**Task brief**
For the entries that follow, restate word for word the line containing "--target b.png --beta", the line containing "not a file.", and every line that lies between them.

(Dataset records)
--- --- ---

// SPDX-License-Identifier: MPL-2.0

//! Planned 2D Fourier transforms over complex image buffers.

use std::sync::Arc;

use rustfft::{num_complex::Complex, Fft, FftPlanner};

use crate::error::{FdaError, FdaResult};

/// 2D Fourier transform planned once for a fixed `rows x cols` size.
///
/// Each 2D transform is computed as 1D transforms along the first dimension,
/// a transposition, then 1D transforms along the second dimension.
/// Because of that transposition, the buffer layout flips at every call:
///
/// - [`Fft2d::forward`] reads a row-major image and leaves the spectrum
///   in column-major order, which is exactly the storage order of a
///   `nalgebra::DMatrix` with `rows` rows and `cols` columns.
/// - [`Fft2d::inverse`] reads a column-major spectrum and leaves the
///   spatial field in row-major order.
///
/// Neither direction is normalized.
/// A forward then inverse pair must be scaled by 1 / (rows * cols) at the end.
///
/// The plans are shared behind `Arc`s so one `Fft2d` can be used from
/// several threads at once. Scratch buffers are allocated per call.
#[derive(Clone)]
pub struct Fft2d {
    rows: usize,
    cols: usize,
    forward_rows: Arc<dyn Fft<f64>>,
    forward_cols: Arc<dyn Fft<f64>>,
    inverse_rows: Arc<dyn Fft<f64>>,
    inverse_cols: Arc<dyn Fft<f64>>,
}

impl Fft2d {
    /// Plan forward and inverse transforms for a `rows x cols` buffer.
    pub fn new(rows: usize, cols: usize) -> FdaResult<Self> {
        if rows == 0 || cols == 0 {
            return Err(FdaError::EmptyImage);
        }
        let mut planner = FftPlanner::new();
        Ok(Self {
            rows,
            cols,
            forward_rows: planner.plan_fft_forward(rows),
            forward_cols: planner.plan_fft_forward(cols),
            inverse_rows: planner.plan_fft_inverse(rows),
            inverse_cols: planner.plan_fft_inverse(cols),
        })
    }

    /// Number of rows the transform was planned for.
    pub fn rows(&self) -> usize {
        self.rows
    }

    /// Number of columns the transform was planned for.
    pub fn cols(&self) -> usize {
        self.cols
    }

    /// Forward 2D transform, row-major image in, column-major spectrum out.
    pub fn forward(&self, img_buffer: &mut [Complex<f64>]) -> FdaResult<()> {
        self.check_len(img_buffer)?;
        transform_2d(
            self.cols,
            self.rows,
            self.forward_cols.as_ref(),
            self.forward_rows.as_ref(),
            img_buffer,
        );
        Ok(())
    }

    /// Inverse 2D transform, column-major spectrum in, row-major field out.
    pub fn inverse(&self, spectrum_buffer: &mut [Complex<f64>]) -> FdaResult<()> {
        self.check_len(spectrum_buffer)?;
        // Column-major rows x cols is row-major cols x rows.
        transform_2d(
            self.rows,
            self.cols,
            self.inverse_rows.as_ref(),
            self.inverse_cols.as_ref(),
            spectrum_buffer,
        );
        Ok(())
    }

    fn check_len(&self, buffer: &[Complex<f64>]) -> FdaResult<()> {
        if buffer.len() != self.rows * self.cols {
            return Err(FdaError::ShapeMismatch {
                expected: (self.rows, self.cols),
                actual: (buffer.len() / self.cols, self.cols),
            });
        }
        Ok(())
    }
}

/// Transform a row-major `height x width` buffer in both dimensions.
///
/// The buffer ends up holding the transposed of the 2D transform.
fn transform_2d(
    width: usize,
    height: usize,
    fft_width: &dyn Fft<f64>,
    fft_height: &dyn Fft<f64>,
    buffer: &mut [Complex<f64>],
) {
    let mut scratch = vec![Complex::default(); fft_width.get_inplace_scratch_len()];
    for row_buffer in buffer.chunks_exact_mut(width) {
        fft_width.process_with_scratch(row_buffer, &mut scratch);
    }

    let mut transposed = transpose(width, height, buffer);
    scratch.resize(fft_height.get_outofplace_scratch_len(), Complex::default());
    for (tr_buf, col_buf) in transposed
        .chunks_exact_mut(height)
        .zip(buffer.chunks_exact_mut(height))
    {
        fft_height.process_outofplace_with_scratch(tr_buf, col_buf, &mut scratch);
    }
}

fn transpose<T: Copy + Default>(width: usize, height: usize, matrix: &[T]) -> Vec<T> {
    let mut transposed = vec![T::default(); matrix.len()];
    for (row, line) in matrix.chunks_exact(width).enumerate() {
        for (col, &value) in line.iter().enumerate() {
            transposed[col * height + row] = value;
        }
    }
    transposed
}

#[cfg(test)]
mod tests {
    use super::*;
    use approx::assert_abs_diff_eq;

    #[test]
    #[rustfmt::skip]
    fn transpose_non_square() {
        let matrix = [
            1, 2, 3,
            4, 5, 6,
        ];
        assert_eq!(transpose(3, 2, &matrix), vec![1, 4, 2, 5, 3, 6]);
    }

    #[test]
    fn empty_plan_is_rejected() {
        assert!(matches!(Fft2d::new(0, 4), Err(FdaError::EmptyImage)));
        assert!(matches!(Fft2d::new(4, 0), Err(FdaError::EmptyImage)));
    }

    #[test]
    fn wrong_buffer_length_is_rejected() {
        let fft = Fft2d::new(3, 4).unwrap();
        let mut buffer = vec![Complex::default(); 11];
        assert!(matches!(
            fft.forward(&mut buffer),
            Err(FdaError::ShapeMismatch { .. })
        ));
    }

    #[test]
    fn forward_matches_direct_dft() {
        let (rows, cols) = (3, 5);
        let image: Vec<f64> = (0..rows * cols).map(|i| ((i * 7) % 11) as f64).collect();
        let mut buffer: Vec<Complex<f64>> = image.iter().map(|&v| Complex::new(v, 0.0)).collect();
        Fft2d::new(rows, cols).unwrap().forward(&mut buffer).unwrap();

        for u in 0..rows {
            for v in 0..cols {
                let mut expected = Complex::new(0.0, 0.0);
                for r in 0..rows {
                    for c in 0..cols {
                        let angle = -2.0
                            * std::f64::consts::PI
                            * ((u * r) as f64 / rows as f64 + (v * c) as f64 / cols as f64);
                        expected += Complex::from_polar(image[r * cols + c], angle);
                    }
                }
                // Column-major layout.
                let actual = buffer[v * rows + u];
                assert_abs_diff_eq!(actual.re, expected.re, epsilon = 1e-9);
                assert_abs_diff_eq!(actual.im, expected.im, epsilon = 1e-9);
            }
        }
    }

    #[test]
    fn inverse_undoes_forward() {
        let (rows, cols) = (6, 7);
        let image: Vec<Complex<f64>> = (0..rows * cols)
            .map(|i| Complex::new((i % 13) as f64, 0.0))
            .collect();
        let fft = Fft2d::new(rows, cols).unwrap();
        let mut buffer = image.clone();
        fft.forward(&mut buffer).unwrap();
        fft.inverse(&mut buffer).unwrap();
        let scale = 1.0 / (rows * cols) as f64;
        for (restored, original) in buffer.iter().zip(&image) {
            assert_abs_diff_eq!(restored.re * scale, original.re, epsilon = 1e-9);
            assert_abs_diff_eq!(restored.im * scale, 0.0, epsilon = 1e-9);
        }
    }
}
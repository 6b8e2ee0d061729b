// SPDX-License-Identifier: MPL-2.0

//! Fourier domain adaptation of color images.
//!
//! The centered low-frequency window of each source channel's amplitude
//! spectrum is overwritten with the same window of the target channel,
//! then the channel is synthesized back with its own, untouched phase.
//! The result keeps the structure of the source and takes on the global
//! color and illumination statistics of the target.

use std::borrow::Cow;

use image::{imageops, DynamicImage, GrayImage, Luma, Rgb, RgbImage};
use log::{debug, warn};

use crate::error::{FdaError, FdaResult};
use crate::fft::Fft2d;
use crate::params::FdaParams;
use crate::spectrum::{check_layout, is_u8, Spectrum};
use crate::window::{window_size, AdaptationWindow, WindowSize};

/// Number of channels of the images being adapted.
pub const CHANNELS: usize = 3;

/// Adapt `source` to the low-frequency statistics of `target`.
///
/// Shorthand for [`FourierDomainAdaptation::adapt`] with default parameters
/// apart from `beta`.
pub fn fda(source: &DynamicImage, target: &DynamicImage, beta: f64) -> FdaResult<RgbImage> {
    FourierDomainAdaptation::new(FdaParams::new(beta)).adapt(source, target)
}

/// Fourier domain adaptation with a fixed set of parameters.
#[derive(Clone, Debug, Default)]
pub struct FourierDomainAdaptation {
    params: FdaParams,
}

impl FourierDomainAdaptation {
    /// Create an adapter.
    pub fn new(params: FdaParams) -> Self {
        Self { params }
    }

    /// Parameters in use.
    pub fn params(&self) -> &FdaParams {
        &self.params
    }

    /// Adapt a decoded source image to a decoded target image.
    ///
    /// Both must hold 3 channels of 8-bit samples.
    /// The output has the dimensions of `source`, whatever the size of `target`.
    pub fn adapt(&self, source: &DynamicImage, target: &DynamicImage) -> FdaResult<RgbImage> {
        check_u8(source)?;
        check_u8(target)?;
        self.adapt_rgb(as_rgb8(source)?, as_rgb8(target)?)
    }

    /// Adapt an RGB source image to an RGB target image.
    pub fn adapt_rgb(&self, source: &RgbImage, target: &RgbImage) -> FdaResult<RgbImage> {
        let (width, height) = source.dimensions();
        if width == 0 || height == 0 || target.width() == 0 || target.height() == 0 {
            return Err(FdaError::EmptyImage);
        }
        let (rows, cols) = (height as usize, width as usize);

        let size = self.window_size(rows, cols);
        let window = AdaptationWindow::centered(rows, cols, &size);
        debug!(
            "adapting {cols}x{rows} image, beta {}, window rows {:?} cols {:?}",
            size.beta,
            window.rows(),
            window.cols()
        );

        let target: Cow<RgbImage> = if target.dimensions() == (width, height) {
            Cow::Borrowed(target)
        } else {
            debug!(
                "resizing target from {}x{} with {:?}",
                target.width(),
                target.height(),
                self.params.filter
            );
            Cow::Owned(imageops::resize(target, width, height, self.params.filter.into()))
        };

        let fft = Fft2d::new(rows, cols)?;
        let channels = per_channel(|k| {
            let adapted = adapt_channel(&fft, &channel(source, k), &channel(&target, k), &window)?;
            debug!("channel {k} adapted");
            adapted.synthesize_with(&fft)
        })?;

        Ok(RgbImage::from_fn(width, height, |x, y| {
            Rgb([0usize, 1, 2].map(|k| channels[k].get_pixel(x, y).0[0]))
        }))
    }

    /// Window size for a `rows x cols` source, warning when beta had to grow.
    pub fn window_size(&self, rows: usize, cols: usize) -> WindowSize {
        let size = window_size(self.params.beta, rows, cols);
        if let Some(adjustment) = &size.adjustment {
            warn!("{adjustment}");
        }
        size
    }
}

/// Spectrum of `source` with its amplitude window taken from `target`.
///
/// The phase is the one of `source`, unmodified.
pub fn adapt_channel(
    fft: &Fft2d,
    source: &GrayImage,
    target: &GrayImage,
    window: &AdaptationWindow,
) -> FdaResult<Spectrum> {
    let mut adapted = Spectrum::analyze_with(fft, source)?;
    let reference = Spectrum::analyze_with(fft, target)?;
    window.transfer(reference.amplitude(), adapted.amplitude_mut())?;
    Ok(adapted)
}

/// Extract channel `k` of an RGB image.
pub fn channel(image: &RgbImage, k: usize) -> GrayImage {
    GrayImage::from_fn(image.width(), image.height(), |x, y| {
        Luma([image.get_pixel(x, y).0[k]])
    })
}

#[cfg(feature = "parallel")]
fn per_channel<T, F>(f: F) -> FdaResult<Vec<T>>
where
    T: Send,
    F: Fn(usize) -> FdaResult<T> + Sync + Send,
{
    use rayon::prelude::*;

    (0..CHANNELS).into_par_iter().map(f).collect()
}

#[cfg(not(feature = "parallel"))]
fn per_channel<T, F>(f: F) -> FdaResult<Vec<T>>
where
    F: Fn(usize) -> FdaResult<T>,
{
    (0..CHANNELS).map(f).collect()
}

fn check_u8(image: &DynamicImage) -> FdaResult<()> {
    let color = image.color();
    if is_u8(color) {
        Ok(())
    } else {
        Err(FdaError::InvalidInputType(color))
    }
}

fn as_rgb8(image: &DynamicImage) -> FdaResult<&RgbImage> {
    check_layout(image, CHANNELS)?;
    image
        .as_rgb8()
        .ok_or(FdaError::InvalidInputType(image.color()))
}
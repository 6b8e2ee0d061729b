// SPDX-License-Identifier: MPL-2.0

//! Command line arguments of the `fda` binary.

use std::path::PathBuf;

use crate::error::{FdaError, FdaResult};
use crate::params::{load_params, FdaParams, ResizeFilter};

/// Parsed command line.
#[derive(Clone, Debug, PartialEq)]
pub struct CliArgs {
    /// Image to adapt.
    pub source: PathBuf,
    /// Image providing the low-frequency amplitudes.
    pub target: PathBuf,
    /// Where to write the adapted image.
    pub output: PathBuf,
    /// Window ratio, overrides the config file.
    pub beta: Option<f64>,
    /// Resize filter, overrides the config file.
    pub filter: Option<ResizeFilter>,
    /// JSON parameter file.
    pub config: Option<PathBuf>,
}

impl CliArgs {
    /// Parse arguments, program name excluded.
    pub fn parse<I>(args: I) -> FdaResult<Self>
    where
        I: IntoIterator<Item = String>,
    {
        let mut source = None;
        let mut target = None;
        let mut output = None;
        let mut beta = None;
        let mut filter = None;
        let mut config = None;

        let mut args = args.into_iter();
        while let Some(flag) = args.next() {
            let mut value = || {
                args.next().ok_or_else(|| {
                    FdaError::Config(format!("missing value for {flag}\n{}", usage()))
                })
            };
            match flag.as_str() {
                "--source" => source = Some(PathBuf::from(value()?)),
                "--target" => target = Some(PathBuf::from(value()?)),
                "--output" => output = Some(PathBuf::from(value()?)),
                "--beta" => {
                    let raw = value()?;
                    let parsed = raw
                        .parse::<f64>()
                        .map_err(|e| FdaError::Config(format!("invalid --beta '{raw}': {e}")))?;
                    beta = Some(parsed);
                }
                "--filter" => filter = Some(value()?.parse()?),
                "--config" => config = Some(PathBuf::from(value()?)),
                other => {
                    return Err(FdaError::Config(format!(
                        "unexpected argument '{other}'\n{}",
                        usage()
                    )))
                }
            }
        }

        let required = |value: Option<PathBuf>, flag: &str| {
            value.ok_or_else(|| FdaError::Config(format!("missing {flag}\n{}", usage())))
        };
        let args = Self {
            source: required(source, "--source")?,
            target: required(target, "--target")?,
            output: required(output, "--output")?,
            beta,
            filter,
            config,
        };
        if args.beta.is_none() && args.config.is_none() {
            return Err(FdaError::Config(format!("missing --beta\n{}", usage())));
        }
        Ok(args)
    }

    /// Merge the config file, if any, with the flags given on the command line.
    pub fn resolve_params(&self) -> FdaResult<FdaParams> {
        let mut params = match &self.config {
            Some(path) => load_params(path)?,
            None => FdaParams::default(),
        };
        if let Some(beta) = self.beta {
            params = params.with_beta(beta);
        }
        if let Some(filter) = self.filter {
            params = params.with_filter(filter);
        }
        Ok(params)
    }
}

/// One-line usage string.
pub fn usage() -> String {
    "Usage: fda --source <image> --target <image> --output <image> --beta <ratio> \
     [--filter nearest|triangle|catmull_rom|gaussian|lanczos3] [--config <params.json>]"
        .to_string()
}

#[cfg(test)]
mod tests {
    use super::*;

    fn args(line: &str) -> Vec<String> {
        line.split_whitespace().map(str::to_string).collect()
    }

    #[test]
    fn parses_all_flags() {
        let cli = CliArgs::parse(args(
            "--source a.png --target b.jpg --output out/c.png --beta 0.01 --filter nearest",
        ))
        .unwrap();
        assert_eq!(cli.source, PathBuf::from("a.png"));
        assert_eq!(cli.target, PathBuf::from("b.jpg"));
        assert_eq!(cli.output, PathBuf::from("out/c.png"));
        assert_eq!(cli.beta, Some(0.01));
        assert_eq!(cli.filter, Some(ResizeFilter::Nearest));

        let params = cli.resolve_params().unwrap();
        assert_eq!(params.beta, 0.01);
        assert_eq!(params.filter, ResizeFilter::Nearest);
    }

    #[test]
    fn beta_is_required_without_config() {
        let result = CliArgs::parse(args("--source a.png --target b.png --output c.png"));
        assert!(matches!(result, Err(FdaError::Config(msg)) if msg.contains("--beta")));
    }

    #[test]
    fn config_stands_in_for_beta() {
        let cli = CliArgs::parse(args(
            "--source a.png --target b.png --output c.png --config p.json",
        ))
        .unwrap();
        assert_eq!(cli.beta, None);
        assert_eq!(cli.config, Some(PathBuf::from("p.json")));
    }

    #[test]
    fn rejects_bad_input() {
        let bad_beta = "--source a.png --target b.png --output c.png --beta x";
        assert!(CliArgs::parse(args(bad_beta)).is_err());
        assert!(CliArgs::parse(args("--source a.png --target b.png --beta 0.1")).is_err());
        assert!(CliArgs::parse(args("--source a.png --target")).is_err());
        assert!(CliArgs::parse(args("--verbose")).is_err());
    }
}
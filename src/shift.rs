// SPDX-License-Identifier: MPL-2.0

//! Quadrant shifts moving the zero frequency to and from the matrix center.

use nalgebra::{DMatrix, Scalar};

/// Shift the 4 quadrants of a Fourier transform to have all the low frequencies
/// at the center of the matrix.
///
/// The zero frequency lands at `(rows / 2, cols / 2)`.
pub fn fftshift<T: Scalar>(mat: &DMatrix<T>) -> DMatrix<T> {
    let (height, width) = mat.shape();
    swap_quadrants(mat, height - height / 2, width - width / 2)
}

/// Inverse operation of the quadrants shift performed by [`fftshift`].
///
/// It is different than [`fftshift`] if one dimension has an odd length.
pub fn ifftshift<T: Scalar>(mat: &DMatrix<T>) -> DMatrix<T> {
    let (height, width) = mat.shape();
    swap_quadrants(mat, height / 2, width / 2)
}

/// Cut the matrix after `split_row` rows and `split_col` columns,
/// and exchange the diagonally opposite blocks.
fn swap_quadrants<T: Scalar>(mat: &DMatrix<T>, split_row: usize, split_col: usize) -> DMatrix<T> {
    let mut shifted = mat.clone();
    let (height, width) = mat.shape();
    let top = height - split_row;
    let left = width - split_col;

    // Top quadrants go to the bottom.
    shifted
        .view_mut((top, left), (split_row, split_col))
        .copy_from(&mat.view((0, 0), (split_row, split_col)));
    shifted
        .view_mut((top, 0), (split_row, left))
        .copy_from(&mat.view((0, split_col), (split_row, left)));

    // Bottom quadrants go to the top.
    shifted
        .view_mut((0, left), (top, split_col))
        .copy_from(&mat.view((split_row, 0), (top, split_col)));
    shifted
        .view_mut((0, 0), (top, left))
        .copy_from(&mat.view((split_row, split_col), (top, left)));

    shifted
}
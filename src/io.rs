// SPDX-License-Identifier: MPL-2.0

//! Image file I/O.
//!
//! - `ensure_input`: fail early when an input path is not a file.
//! - `load_image`: decode any supported format without converting it,
//!   so sample type and channel count reach the adaptation checks as-is.
//! - `save_image`: encode an RGB image, creating parent directories.
use std::fs;
use std::path::Path;

use image::{DynamicImage, RgbImage};

use crate::error::{FdaError, FdaResult};

/// Check that `path` points to an existing file.
pub fn ensure_input(path: &Path) -> FdaResult<()> {
    if path.is_file() {
        Ok(())
    } else {
        Err(FdaError::MissingInput(path.to_path_buf()))
    }
}

/// Decode the image stored at `path`.
pub fn load_image(path: &Path) -> FdaResult<DynamicImage> {
    ensure_input(path)?;
    Ok(image::open(path)?)
}

/// Encode `image` to `path`, the format following the file extension.
pub fn save_image(image: &RgbImage, path: &Path) -> FdaResult<()> {
    ensure_parent_dir(path)?;
    image.save(path)?;
    Ok(())
}

fn ensure_parent_dir(path: &Path) -> FdaResult<()> {
    if let Some(parent) = path.parent() {
        if !parent.as_os_str().is_empty() {
            fs::create_dir_all(parent)?;
        }
    }
    Ok(())
}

--- --- ---

**The completed task**
        assert!(CliArgs::parse(args("--source a.png --target b.png --beta 0.1")).is_err());
        assert!(CliArgs::parse(args("--source a.png --target")).is_err());
        assert!(CliArgs::parse(args("--verbose")).is_err());
    }
}
filename src/shift.rs
// SPDX-License-Identifier: MPL-2.0

//! Quadrant shifts moving the zero frequency to and from the matrix center.

use nalgebra::{DMatrix, Scalar};

/// Shift the 4 quadrants of a Fourier transform to have all the low frequencies
/// at the center of the matrix.
///
/// The zero frequency lands at `(rows / 2, cols / 2)`.
pub fn fftshift<T: Scalar>(mat: &DMatrix<T>) -> DMatrix<T> {
    let (height, width) = mat.shape();
    swap_quadrants(mat, height - height / 2, width - width / 2)
}

/// Inverse operation of the quadrants shift performed by [`fftshift`].
///
/// It is different than [`fftshift`] if one dimension has an odd length.
pub fn ifftshift<T: Scalar>(mat: &DMatrix<T>) -> DMatrix<T> {
    let (height, width) = mat.shape();
    swap_quadrants(mat, height / 2, width / 2)
}

/// Cut the matrix after `split_row` rows and `split_col` columns,
/// and exchange the diagonally opposite blocks.
fn swap_quadrants<T: Scalar>(mat: &DMatrix<T>, split_row: usize, split_col: usize) -> DMatrix<T> {
    let mut shifted = mat.clone();
    let (height, width) = mat.shape();
    let top = height - split_row;
    let left = width - split_col;

    // Top quadrants go to the bottom.
    shifted
        .view_mut((top, left), (split_row, split_col))
        .copy_from(&mat.view((0, 0), (split_row, split_col)));
    shifted
        .view_mut((top, 0), (split_row, left))
        .copy_from(&mat.view((0, split_col), (split_row, left)));

    // Bottom quadrants go to the top.
    shifted
        .view_mut((0, left), (top, split_col))
        .copy_from(&mat.view((split_row, 0), (top, split_col)));
    shifted
        .view_mut((0, 0), (top, left))
        .copy_from(&mat.view((split_row, split_col), (top, left)));

    shifted
}
filename src/io.rs
// SPDX-License-Identifier: MPL-2.0

//! Image file I/O.
//!
//! - `ensure_input`: fail early when an input path is not a file.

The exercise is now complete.